The task: After locating the line with "fn play(&mut self, clip: &AudioClip)" in the data that follows, return it and every later line exactly, up to and including the line with "let mut position = 0usize;".

Record excerpts:

◇ ◇ ◇ ◇ ◇

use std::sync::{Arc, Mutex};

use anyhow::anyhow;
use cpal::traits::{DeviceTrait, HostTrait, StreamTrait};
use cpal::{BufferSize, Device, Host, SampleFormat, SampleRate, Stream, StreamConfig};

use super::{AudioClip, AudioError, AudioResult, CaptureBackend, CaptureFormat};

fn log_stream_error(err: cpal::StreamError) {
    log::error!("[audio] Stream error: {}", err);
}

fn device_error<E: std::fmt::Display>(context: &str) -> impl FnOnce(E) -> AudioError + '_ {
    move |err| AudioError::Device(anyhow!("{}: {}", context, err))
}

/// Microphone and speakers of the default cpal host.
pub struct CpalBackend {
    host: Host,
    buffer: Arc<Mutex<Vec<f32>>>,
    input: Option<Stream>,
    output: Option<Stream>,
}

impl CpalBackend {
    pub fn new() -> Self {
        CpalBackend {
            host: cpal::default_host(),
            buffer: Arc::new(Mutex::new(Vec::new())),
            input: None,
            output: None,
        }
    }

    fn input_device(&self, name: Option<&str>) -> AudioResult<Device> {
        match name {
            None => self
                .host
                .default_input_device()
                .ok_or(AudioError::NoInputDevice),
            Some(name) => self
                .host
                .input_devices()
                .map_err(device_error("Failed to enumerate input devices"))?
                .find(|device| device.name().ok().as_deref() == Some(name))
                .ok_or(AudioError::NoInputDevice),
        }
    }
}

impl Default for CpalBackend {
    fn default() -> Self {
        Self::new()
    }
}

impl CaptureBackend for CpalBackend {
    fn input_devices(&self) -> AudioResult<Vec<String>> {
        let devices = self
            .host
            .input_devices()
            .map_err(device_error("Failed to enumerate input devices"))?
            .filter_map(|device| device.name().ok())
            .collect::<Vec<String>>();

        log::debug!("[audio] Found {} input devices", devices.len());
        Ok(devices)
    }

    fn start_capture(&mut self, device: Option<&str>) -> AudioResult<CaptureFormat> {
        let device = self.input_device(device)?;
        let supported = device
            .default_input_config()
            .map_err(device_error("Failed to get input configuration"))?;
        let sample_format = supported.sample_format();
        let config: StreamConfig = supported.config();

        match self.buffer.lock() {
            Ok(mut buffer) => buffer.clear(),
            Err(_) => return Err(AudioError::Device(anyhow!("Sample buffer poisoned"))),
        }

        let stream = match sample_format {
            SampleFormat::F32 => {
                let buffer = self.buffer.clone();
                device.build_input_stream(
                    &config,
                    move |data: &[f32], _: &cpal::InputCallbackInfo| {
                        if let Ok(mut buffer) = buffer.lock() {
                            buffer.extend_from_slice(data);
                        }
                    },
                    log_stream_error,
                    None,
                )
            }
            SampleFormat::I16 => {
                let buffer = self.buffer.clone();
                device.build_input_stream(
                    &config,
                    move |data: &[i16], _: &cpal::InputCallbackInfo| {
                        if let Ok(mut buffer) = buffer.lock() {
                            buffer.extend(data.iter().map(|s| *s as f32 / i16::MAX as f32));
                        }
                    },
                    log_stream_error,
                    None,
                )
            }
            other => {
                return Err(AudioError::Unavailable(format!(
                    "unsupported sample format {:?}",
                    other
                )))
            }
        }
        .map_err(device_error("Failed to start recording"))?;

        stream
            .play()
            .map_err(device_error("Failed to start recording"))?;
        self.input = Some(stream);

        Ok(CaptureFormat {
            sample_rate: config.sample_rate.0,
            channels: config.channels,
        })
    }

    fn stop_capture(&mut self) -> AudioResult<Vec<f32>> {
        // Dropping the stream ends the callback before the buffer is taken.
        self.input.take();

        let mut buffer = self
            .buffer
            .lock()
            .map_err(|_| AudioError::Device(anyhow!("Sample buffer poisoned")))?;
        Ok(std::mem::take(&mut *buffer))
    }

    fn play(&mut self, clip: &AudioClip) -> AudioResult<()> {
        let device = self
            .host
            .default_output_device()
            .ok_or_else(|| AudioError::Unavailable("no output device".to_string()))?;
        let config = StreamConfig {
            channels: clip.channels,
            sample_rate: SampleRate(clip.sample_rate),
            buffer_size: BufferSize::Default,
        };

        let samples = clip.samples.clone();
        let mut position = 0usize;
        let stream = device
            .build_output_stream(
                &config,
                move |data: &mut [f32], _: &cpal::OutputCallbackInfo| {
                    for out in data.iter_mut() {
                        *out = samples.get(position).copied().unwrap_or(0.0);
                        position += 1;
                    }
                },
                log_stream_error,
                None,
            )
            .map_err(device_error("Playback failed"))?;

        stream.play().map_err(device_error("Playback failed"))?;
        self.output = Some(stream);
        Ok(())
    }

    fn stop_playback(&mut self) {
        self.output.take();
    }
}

◇ ◇ ◇ ◇ ◇

Answer space:
    fn play(&mut self, clip: &AudioClip) -> AudioResult<()> {
        let device = self
            .host
            .default_output_device()
            .ok_or_else(|| AudioError::Unavailable("no output device".to_string()))?;
        let config = StreamConfig {
            channels: clip.channels,
            sample_rate: SampleRate(clip.sample_rate),
            buffer_size: BufferSize::Default,
        };

        let samples = clip.samples.clone();
        let mut position = 0usize;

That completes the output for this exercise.